12.2 Multi-Omics Factor Analysis

Multi-Omics Factor Analysis (MOFA) is an unsupervised method for integrating multi-omic data sets in a downstream analysis (Argelaguet 2018). It could be seen as a generalization of principal component analysis. Yet, with the ability to infer a latent (low-dimensional) representation, shared among the multiple (-omics) data sets in hand.

Argelaguet, Ricard et al. 2018. “Multi-Omics Factor Analysis—a Framework for Unsupervised Integration of Multi-Omics Data Sets.” Molecular Systems Biology 14 (6): e8124. https://doi.org/10.15252/msb.20178124.

We use the R MOFA2 package for the analysis, and install the corresponding dependencies.

library(MOFA2)

# For inter-operability between Python and R, and setting Python dependencies,
# reticulate package is needed
library(reticulate)
# Let us assume that these have been installed already.
#reticulate::install_miniconda(force = TRUE)
#reticulate::use_miniconda(condaenv = "env1", required = FALSE)
#reticulate::py_install(packages = c("mofapy2"), pip = TRUE, python_version=3.6)

The mae object could be used straight to create the MOFA model. Yet, we transform our assays since the model assumes normality per default. We can also use Poisson or Bernoulli distributions among others.

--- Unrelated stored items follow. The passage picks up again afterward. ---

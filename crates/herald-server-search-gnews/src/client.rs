// Copyright (c) 2025 Geoffrey Huntley <ghuntley@ghuntley.com>. All rights
// reserved. SPDX-License-Identifier: Proprietary

//! GNews API client implementation.

use std::time::Duration;

use herald_common_core::mentions_rate_limit;
use herald_common_secret::SecretString;
use reqwest::Client;
use tracing::{debug, error, instrument, trace};

use crate::error::GnewsError;
use crate::types::{first_error_message, GnewsApiResponse, GnewsRequest, GnewsResponse};

const DEFAULT_BASE_URL: &str = "https://gnews.io/api/v4/search";
const REQUEST_TIMEOUT: Duration = Duration::from_secs(10);

/// Client for the GNews search API.
#[derive(Debug, Clone)]
pub struct GnewsClient {
	http_client: Client,
	api_key: SecretString,
	base_url: String,
}

impl GnewsClient {
	/// Creates a new GNews client with the given API key.
	pub fn new(api_key: SecretString) -> Self {
		let http_client = herald_common_http::builder()
			.timeout(REQUEST_TIMEOUT)
			.build()
			.expect("Failed to create HTTP client");

		Self {
			http_client,
			api_key,
			base_url: DEFAULT_BASE_URL.to_string(),
		}
	}

	/// Sets a custom base URL for the API (useful for testing).
	pub fn with_base_url(mut self, base_url: impl Into<String>) -> Self {
		self.base_url = base_url.into();
		self
	}

	/// Searches GNews and maps the results onto articles.
	///
	/// Relevance is position based: the first article scores 98, each
	/// following one 3 less, never below 60.
	#[instrument(skip(self, request), fields(query = %request.query, max = request.max))]
	pub async fn search(&self, request: &GnewsRequest) -> Result<GnewsResponse, GnewsError> {
		let mut params: Vec<(&str, String)> = vec![
			("q", request.query.clone()),
			("lang", request.lang.clone()),
			("max", request.max.to_string()),
			("apikey", self.api_key.expose().clone()),
		];
		if let Some(from) = &request.from {
			params.push(("from", from.clone()));
		}
		if let Some(to) = &request.to {
			params.push(("to", to.clone()));
		}

		debug!(url = %self.base_url, "Sending search request to GNews");
		trace!(from = ?request.from, to = ?request.to, "Search window");

		let response = self
			.http_client
			.get(&self.base_url)
			.query(&params)
			.send()
			.await
			.map_err(|e| {
				if e.is_timeout() {
					error!("Request timed out");
					return GnewsError::Timeout;
				}
				// The API key travels in the query string.
				let e = e.without_url();
				error!(error = %e, "Network error during GNews request");
				GnewsError::Network(e)
			})?;

		let status = response.status();
		debug!(status = %status, "Received response from GNews");

		let body = response.text().await.map_err(|e| {
			let e = e.without_url();
			error!(error = %e, "Failed to read response body");
			GnewsError::Network(e)
		})?;
		trace!(body = %body, "Response body");

		if !status.is_success() {
			let status_code = status.as_u16();
			let message = serde_json::from_str::<GnewsApiResponse>(&body)
				.ok()
				.and_then(|r| r.errors)
				.map(|e| first_error_message(&e))
				.unwrap_or(body);

			if status_code == 429 {
				error!(status = status_code, "Rate limit exceeded");
				return Err(GnewsError::RateLimited(message));
			}

			if status_code == 401 || status_code == 403 {
				if mentions_rate_limit(&message) {
					error!(status = status_code, "Request quota exhausted");
					return Err(GnewsError::RateLimited(message));
				}
				error!(status = status_code, "Unauthorized request");
				return Err(GnewsError::Unauthorized);
			}

			error!(status = status_code, message = %message, "GNews API error");
			return Err(GnewsError::ApiError {
				status: status_code,
				message,
			});
		}

		let api_response: GnewsApiResponse = serde_json::from_str(&body).map_err(|e| {
			error!(error = %e, "Failed to parse GNews response");
			GnewsError::InvalidResponse(format!("JSON parse error: {e}"))
		})?;

		if let Some(errors) = api_response.errors {
			let message = first_error_message(&errors);
			error!(message = %message, "GNews returned an error payload");
			return Err(GnewsError::ApiError {
				status: status.as_u16(),
				message,
			});
		}

		let Some(items) = api_response.articles else {
			error!("GNews response has no articles field");
			return Err(GnewsError::ApiError {
				status: status.as_u16(),
				message: "GNews API error".to_string(),
			});
		};

		let articles: Vec<_> = items
			.into_iter()
			.enumerate()
			.map(|(index, item)| item.into_article(index))
			.collect();

		debug!(
			result_count = articles.len(),
			"Search completed successfully"
		);

		Ok(GnewsResponse {
			query: request.query.clone(),
			total_articles: api_response.total_articles.unwrap_or(articles.len() as u64),
			articles,
		})
	}
}

#[cfg(test)]
mod tests {
	use super::*;
	use herald_common_core::ArticleSource;
	use serde_json::json;
	use wiremock::matchers::{method, query_param};
	use wiremock::{Mock, MockServer, ResponseTemplate};

	fn client_for(server: &MockServer) -> GnewsClient {
		GnewsClient::new(SecretString::new("test-key".to_string())).with_base_url(server.uri())
	}

	#[test]
	fn test_client_creation() {
		let client = GnewsClient::new(SecretString::new("test-api-key".to_string()));
		assert_eq!(client.api_key.expose(), "test-api-key");
		assert_eq!(client.base_url, DEFAULT_BASE_URL);
	}

	#[test]
	fn test_debug_never_shows_key() {
		let client = GnewsClient::new(SecretString::new("super-secret".to_string()));
		assert!(!format!("{client:?}").contains("super-secret"));
	}

	#[tokio::test]
	async fn sends_expected_parameters_and_maps_articles() {
		let server = MockServer::start().await;
		Mock::given(method("GET"))
			.and(query_param("q", "climate policy"))
			.and(query_param("lang", "en"))
			.and(query_param("max", "10"))
			.and(query_param("apikey", "test-key"))
			.and(query_param("from", "2025-01-01T00:00:00Z"))
			.and(query_param("to", "2025-01-31T23:59:59Z"))
			.respond_with(ResponseTemplate::new(200).set_body_json(json!({
				"totalArticles": 120,
				"articles": [
					{
						"title": "First",
						"description": "one",
						"url": "https://news.example/1",
						"publishedAt": "2025-01-10T09:00:00Z",
						"source": { "name": "Wire" }
					},
					{
						"title": "Second",
						"description": "two",
						"url": "https://news.example/2",
						"publishedAt": "2025-01-11T09:00:00Z",
						"source": { "name": null }
					}
				]
			})))
			.expect(1)
			.mount(&server)
			.await;

		let request = GnewsRequest::new("climate policy")
			.with_date_range(Some("2025-01-01"), Some("2025-01-31"));
		let response = client_for(&server).search(&request).await.unwrap();

		assert_eq!(response.total_articles, 120);
		assert_eq!(response.articles.len(), 2);
		assert_eq!(response.articles[0].relevance_score, 98);
		assert_eq!(response.articles[1].relevance_score, 95);
		assert_eq!(response.articles[1].publisher, "Unknown");
		assert!(response
			.articles
			.iter()
			.all(|a| a.source == Some(ArticleSource::Gnews)));
	}

	#[tokio::test]
	async fn quota_exhaustion_is_rate_limited() {
		let server = MockServer::start().await;
		Mock::given(method("GET"))
			.respond_with(ResponseTemplate::new(403).set_body_json(json!({
				"errors": ["You have reached your request limit for today"]
			})))
			.mount(&server)
			.await;

		let err = client_for(&server)
			.search(&GnewsRequest::new("q"))
			.await
			.unwrap_err();
		assert!(err.is_rate_limited(), "got {err:?}");
	}

	#[tokio::test]
	async fn status_429_is_rate_limited() {
		let server = MockServer::start().await;
		Mock::given(method("GET"))
			.respond_with(ResponseTemplate::new(429).set_body_string("slow down"))
			.mount(&server)
			.await;

		let err = client_for(&server)
			.search(&GnewsRequest::new("q"))
			.await
			.unwrap_err();
		assert!(matches!(err, GnewsError::RateLimited(_)));
	}

	#[tokio::test]
	async fn bad_key_is_unauthorized() {
		let server = MockServer::start().await;
		Mock::given(method("GET"))
			.respond_with(ResponseTemplate::new(401).set_body_json(json!({
				"errors": ["Your API key is invalid"]
			})))
			.mount(&server)
			.await;

		let err = client_for(&server)
			.search(&GnewsRequest::new("q"))
			.await
			.unwrap_err();
		assert!(matches!(err, GnewsError::Unauthorized));
	}

	#[tokio::test]
	async fn error_payload_on_success_status_is_an_error() {
		let server = MockServer::start().await;
		Mock::given(method("GET"))
			.respond_with(ResponseTemplate::new(200).set_body_json(json!({
				"errors": { "q": "The query is required" }
			})))
			.mount(&server)
			.await;

		let err = client_for(&server)
			.search(&GnewsRequest::new("q"))
			.await
			.unwrap_err();
		match err {
			GnewsError::ApiError { message, .. } => assert_eq!(message, "The query is required"),
			other => panic!("unexpected error: {other:?}"),
		}
	}

	#[tokio::test]
	async fn missing_articles_is_an_error() {
		let server = MockServer::start().await;
		Mock::given(method("GET"))
			.respond_with(ResponseTemplate::new(200).set_body_json(json!({ "totalArticles": 0 })))
			.mount(&server)
			.await;

		let err = client_for(&server)
			.search(&GnewsRequest::new("q"))
			.await
			.unwrap_err();
		assert!(matches!(err, GnewsError::ApiError { .. }));
	}

	#[tokio::test]
	async fn non_json_body_is_invalid_response() {
		let server = MockServer::start().await;
		Mock::given(method("GET"))
			.respond_with(ResponseTemplate::new(200).set_body_string("<html>"))
			.mount(&server)
			.await;

		let err = client_for(&server)
			.search(&GnewsRequest::new("q"))
			.await
			.unwrap_err();
		assert!(matches!(err, GnewsError::InvalidResponse(_)));
	}
}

Note that duplicates, such as “uncultured”, might appear when aggregating the microbiome data by a taxonomic rank. To check for duplicates, run any(duplicated(rownames(mae[[1]]))). If it returns TRUE, then the duplicates are present. We can add rownames(mae[[1]]) <- getTaxonomyLabels(mae[[1]], make.unique=TRUE) to remove them.

library(MOFA2)
# For simplicity, classify all high-fat diets as high-fat, and all the low-fat 
# diets as low-fat diets
colData(mae)$Diet <- ifelse(colData(mae)$Diet == "High-fat" | 
                              colData(mae)$Diet == "High-fat + XOS", 
                            "High-fat", "Low-fat")

# Transforming microbiome data with rclr
mae[[1]] <- transformAssay(mae[[1]], method = "relabundance")
mae[[1]] <- transformAssay(mae[[1]], assay.type = "relabundance", method = "rclr")

# Transforming metabolomic data with log10
mae[[2]] <- transformAssay(mae[[2]], assay.type = "nmr",
                            MARGIN = "cols",
                            method = "log10")

# Transforming biomarker data with standardize-transform
mae[[3]] <- transformAssay(mae[[3]], assay.type = "signals",
                           MARGIN = "rows",
                           method = "standardize", pseudocount = 1)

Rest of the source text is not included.